Sit in a chair with your back straight,
- Shoulders back, and forward position.
- Feet flat on the ground.
- Push down on the balls of your feet while lifting your heels in the upward direction of the ground.
- You can do both heels together or one at a time.
- Repeat the exercise.
#4. Ankle Mobilization
Poor ankle mobility is caused by a general lack of flexibility in the muscles in the calf and back of the lower leg,
- Get into a half-kneeling position so that one knee is on the ground and the other knee is forward.
- With that forward leg, let your knee track over the toes until you feel the stretch in the ankle.
- Then, push down with your foot into the ground as hard as you can (which activates the muscles around the ankle)and it also affects our calves muscles.
- Hold it for 10 seconds. Release
#5. Seal Jump
Like Jumping Jacks, Seal Jumps tend to help inactivation of your muscles chest, hips, and calves.
- Stand with feet outside the shoulders and arms held out to the sides in a “T” with palms facing forward
- Start position and repeat.
#6. Jumping Jack
Jumping jacks are a great full-body exercise that enhances your body shape and also strengthens the body and has a rapid effect on your muscles.
- Standing with your legs straight and your arms to your sides.
- Jump up and spread your feet far away hip-width apart while bringing your arms above your head.
- Jump again, lowering your arms and bringing your legs together.
- Back to the real position and repeat.
#7. Tiptoe Walk
Tiptoe walk is another effective exercise for the rapid growth of muscles. Tiptoe walking means walking only with your toes.
- Stand on the front part of your feet (tiptoes )and walk.
- Don’t let your heels touch the floor during this exercise.
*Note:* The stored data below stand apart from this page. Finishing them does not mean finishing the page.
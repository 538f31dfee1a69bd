/*!
 * AI-powered transcription translation.
 *
 * The module is organized as follows:
 * - `core`: Translator seam and the completion-backed service
 * - `batch`: partitioning of sentences into request-sized batches
 * - `orchestrator`: concurrent dispatch and ordered collection
 * - `retry`: exponential backoff for individual HTTP attempts
 */

pub mod batch;
pub mod core;
pub mod orchestrator;
pub mod retry;

use log::info;

use crate::errors::TranslationError;
use crate::transcription::TranscriptionCollection;

pub use self::core::{TranslationService, Translator};
pub use self::retry::BackoffPolicy;

/// Translate a whole transcription end to end.
///
/// Extracts the sentences, partitions them against the translator's request
/// budget, dispatches the batches concurrently, and writes the translated
/// sentences back into the records positionally. All-or-nothing: any batch
/// failure fails the whole call and no partial output is returned.
pub async fn translate_transcriptions<T, P>(
    translator: &T,
    transcriptions: TranscriptionCollection,
    source_language: &str,
    target_language: &str,
    max_concurrent_requests: usize,
    progress: P,
) -> Result<TranscriptionCollection, TranslationError>
where
    T: Translator + ?Sized,
    P: Fn(usize, usize) + Send + Sync,
{
    let sentences = transcriptions.extract_sentences();
    let batches = batch::group_into_batches(&sentences, translator.max_chars_per_request());

    info!(
        "Number of transcriptions: {}, batches after grouping: {}",
        transcriptions.len(),
        batches.len()
    );

    let translated = orchestrator::process_batches(
        translator,
        &batches,
        source_language,
        target_language,
        max_concurrent_requests,
        progress,
    )
    .await?;

    transcriptions.reintegrate(translated)
}
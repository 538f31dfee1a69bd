/*!
 * Retry with exponential backoff.
 *
 * Wraps a single fallible async operation (one HTTP attempt) in a retry loop:
 * delays grow geometrically from an initial interval, are capped per attempt,
 * and the whole loop stops once a total elapsed-time ceiling is reached, at
 * which point the last error is returned. Each retry invokes a notification
 * hook with the error and the upcoming delay; the hook carries no control
 * flow. Backoff state is local to one call.
 */

use std::future::Future;
use std::time::{Duration, Instant};

use rand::Rng;

/// Exponential backoff parameters
#[derive(Debug, Clone)]
pub struct BackoffPolicy {
    /// Delay before the first retry
    pub initial_interval: Duration,

    /// Growth factor applied to the interval after each retry
    pub multiplier: f64,

    /// Cap on any single delay
    pub max_interval: Duration,

    /// Ceiling on total time spent across attempts and delays
    pub max_elapsed: Duration,

    /// Jitter range as a fraction of the interval; 0 disables jitter
    pub randomization_factor: f64,
}

impl Default for BackoffPolicy {
    fn default() -> Self {
        Self {
            initial_interval: Duration::from_millis(500),
            multiplier: 2.0,
            max_interval: Duration::from_secs(5),
            max_elapsed: Duration::from_secs(30),
            randomization_factor: 0.5,
        }
    }
}

impl BackoffPolicy {
    /// Create a policy with the default parameters
    pub fn new() -> Self {
        Self::default()
    }

    /// Create a policy with explicit timings and no jitter, for tests and
    /// deterministic callers
    pub fn fixed(
        initial_interval: Duration,
        multiplier: f64,
        max_interval: Duration,
        max_elapsed: Duration,
    ) -> Self {
        Self {
            initial_interval,
            multiplier,
            max_interval,
            max_elapsed,
            randomization_factor: 0.0,
        }
    }

    /// Randomize an interval within `interval * [1 - rf, 1 + rf]`
    fn jittered(&self, interval: Duration) -> Duration {
        if self.randomization_factor <= 0.0 {
            return interval;
        }
        let delta = interval.as_secs_f64() * self.randomization_factor;
        let low = (interval.as_secs_f64() - delta).max(0.0);
        let high = interval.as_secs_f64() + delta;
        Duration::from_secs_f64(rand::rng().random_range(low..=high))
    }
}

/// Run `operation` until it succeeds or the policy's elapsed budget is spent.
///
/// `notify` is called once per retry with the error that triggered it and the
/// delay before the next attempt. The final error, once the budget is
/// exhausted, is returned without a notification.
pub async fn retry_with_backoff<T, E, F, Fut, N>(
    policy: &BackoffPolicy,
    mut operation: F,
    mut notify: N,
) -> Result<T, E>
where
    F: FnMut() -> Fut,
    Fut: Future<Output = Result<T, E>>,
    N: FnMut(&E, Duration),
{
    let started = Instant::now();
    let mut interval = policy.initial_interval;

    loop {
        match operation().await {
            Ok(value) => return Ok(value),
            Err(err) => {
                let delay = policy.jittered(interval);
                if started.elapsed() + delay >= policy.max_elapsed {
                    return Err(err);
                }

                notify(&err, delay);
                tokio::time::sleep(delay).await;

                interval = std::cmp::min(interval.mul_f64(policy.multiplier), policy.max_interval);
            }
        }
    }
}
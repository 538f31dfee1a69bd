/*!
 * Application controller.
 *
 * Wires configuration into the translation service and drives the two entry
 * points: the long-running HTTP server and the one-shot file translation
 * used from the command line.
 */

use std::path::{Path, PathBuf};
use std::sync::Arc;

use anyhow::{Context, Result};
use indicatif::{ProgressBar, ProgressStyle};
use log::info;

use crate::app_config::Config;
use crate::server::{self, AppState};
use crate::transcription::TranscriptionCollection;
use crate::translation::{self, TranslationService};

/// Main application controller
pub struct Controller {
    /// Application configuration
    config: Config,
}

impl Controller {
    /// Create a new controller with the given configuration
    pub fn new(config: Config) -> Result<Self> {
        config.validate()?;
        Ok(Self { config })
    }

    /// Create a controller from a config file, applying environment
    /// overrides; a default config file is written if none exists
    pub fn with_config_file<P: AsRef<Path>>(path: P) -> Result<Self> {
        let mut config = Config::load_or_create(path)?;
        config.apply_env_overrides();
        Self::new(config)
    }

    /// The effective configuration
    pub fn config(&self) -> &Config {
        &self.config
    }

    /// Run the HTTP server until it is stopped
    pub async fn run_server(&self) -> Result<()> {
        let service = TranslationService::new(self.config.translation.clone())?;

        let state = Arc::new(AppState {
            translator: Arc::new(service),
            source_language: self.config.source_language.clone(),
            target_language: self.config.target_language.clone(),
            max_concurrent_requests: self.config.translation.concurrent_requests,
        });

        server::serve(&self.config.server, state).await
    }

    /// Translate a transcription file and write the result next to it (or
    /// to `output` when given). Returns the path written.
    pub async fn translate_file(
        &self,
        input: &Path,
        output: Option<&Path>,
    ) -> Result<PathBuf> {
        let collection = TranscriptionCollection::from_file(input)?;
        info!(
            "Translating {} records from {} to {}",
            collection.len(),
            self.config.source_language,
            self.config.target_language
        );

        let service = TranslationService::new(self.config.translation.clone())?;

        let progress_bar = ProgressBar::new(0);
        progress_bar.set_style(
            ProgressStyle::with_template("{spinner} [{bar:40}] {pos}/{len} batches")
                .unwrap_or_else(|_| ProgressStyle::default_bar()),
        );
        let bar = progress_bar.clone();

        let translated = translation::translate_transcriptions(
            &service,
            collection,
            &self.config.source_language,
            &self.config.target_language,
            self.config.translation.concurrent_requests,
            move |done, total| {
                bar.set_length(total as u64);
                bar.set_position(done as u64);
            },
        )
        .await?;

        progress_bar.finish_and_clear();

        let output_path = match output {
            Some(path) => path.to_path_buf(),
            None => default_output_path(input, &self.config.target_language),
        };

        translated
            .write_to_file(&output_path)
            .with_context(|| format!("Failed to write {}", output_path.display()))?;

        info!("Wrote {}", output_path.display());
        Ok(output_path)
    }
}

/// Derive `input.<target>.json` from the input path
fn default_output_path(input: &Path, target_language: &str) -> PathBuf {
    let stem = input
        .file_stem()
        .and_then(|s| s.to_str())
        .unwrap_or("transcription");
    let file_name = format!("{}.{}.json", stem, target_language);
    input.with_file_name(file_name)
}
- Barefooting is more beneficial because it helps in the activation of muscles.
#8. Agility Ladder
Agility ladder drills are often a component of specific types of fitness training, including search training to enhance the body muscles and for weight management. If an agility ladder is not available you can chalk and draw the line on the plane surface.
- Step into the first square with your right foot, apply your whole weight on it and do it quickly.
- Step into the second square with the left foot.
- Continue this process right foot left foot.
#9. Bosu Ball Squat
Bosu ball squat is a fitness ball exercise that primarily targets the glutes and targets the calves and enhances your muscle activation.
- Place both feet evenly on the BOSU ball to maintain your balance.
- Now carefully stand on the ball.
- Slowly lower into a squat under control.
- Repeat it.
Sprinting is running over a short distance at the top-most speed of the body in a limited period. This exercise mainly affected the calves.
- Find out a proper running track near your home for sprinting and warm up your body with easy exercise.
- Sprinting is an intense exercise that will use up all of the oxygen in your muscles.
- You should keep your torso upright and the balls of your feet should land directly under your chest.
- Pay attention to speed and keep running that will stretch your muscles.
By adopting these all exercises you can get bigger calves. These exercises builds your calves muscle as well as your other body muscles. These muscles work against resistance, and you may find that you’re able to tone, strengthen, and increase the size of your calves.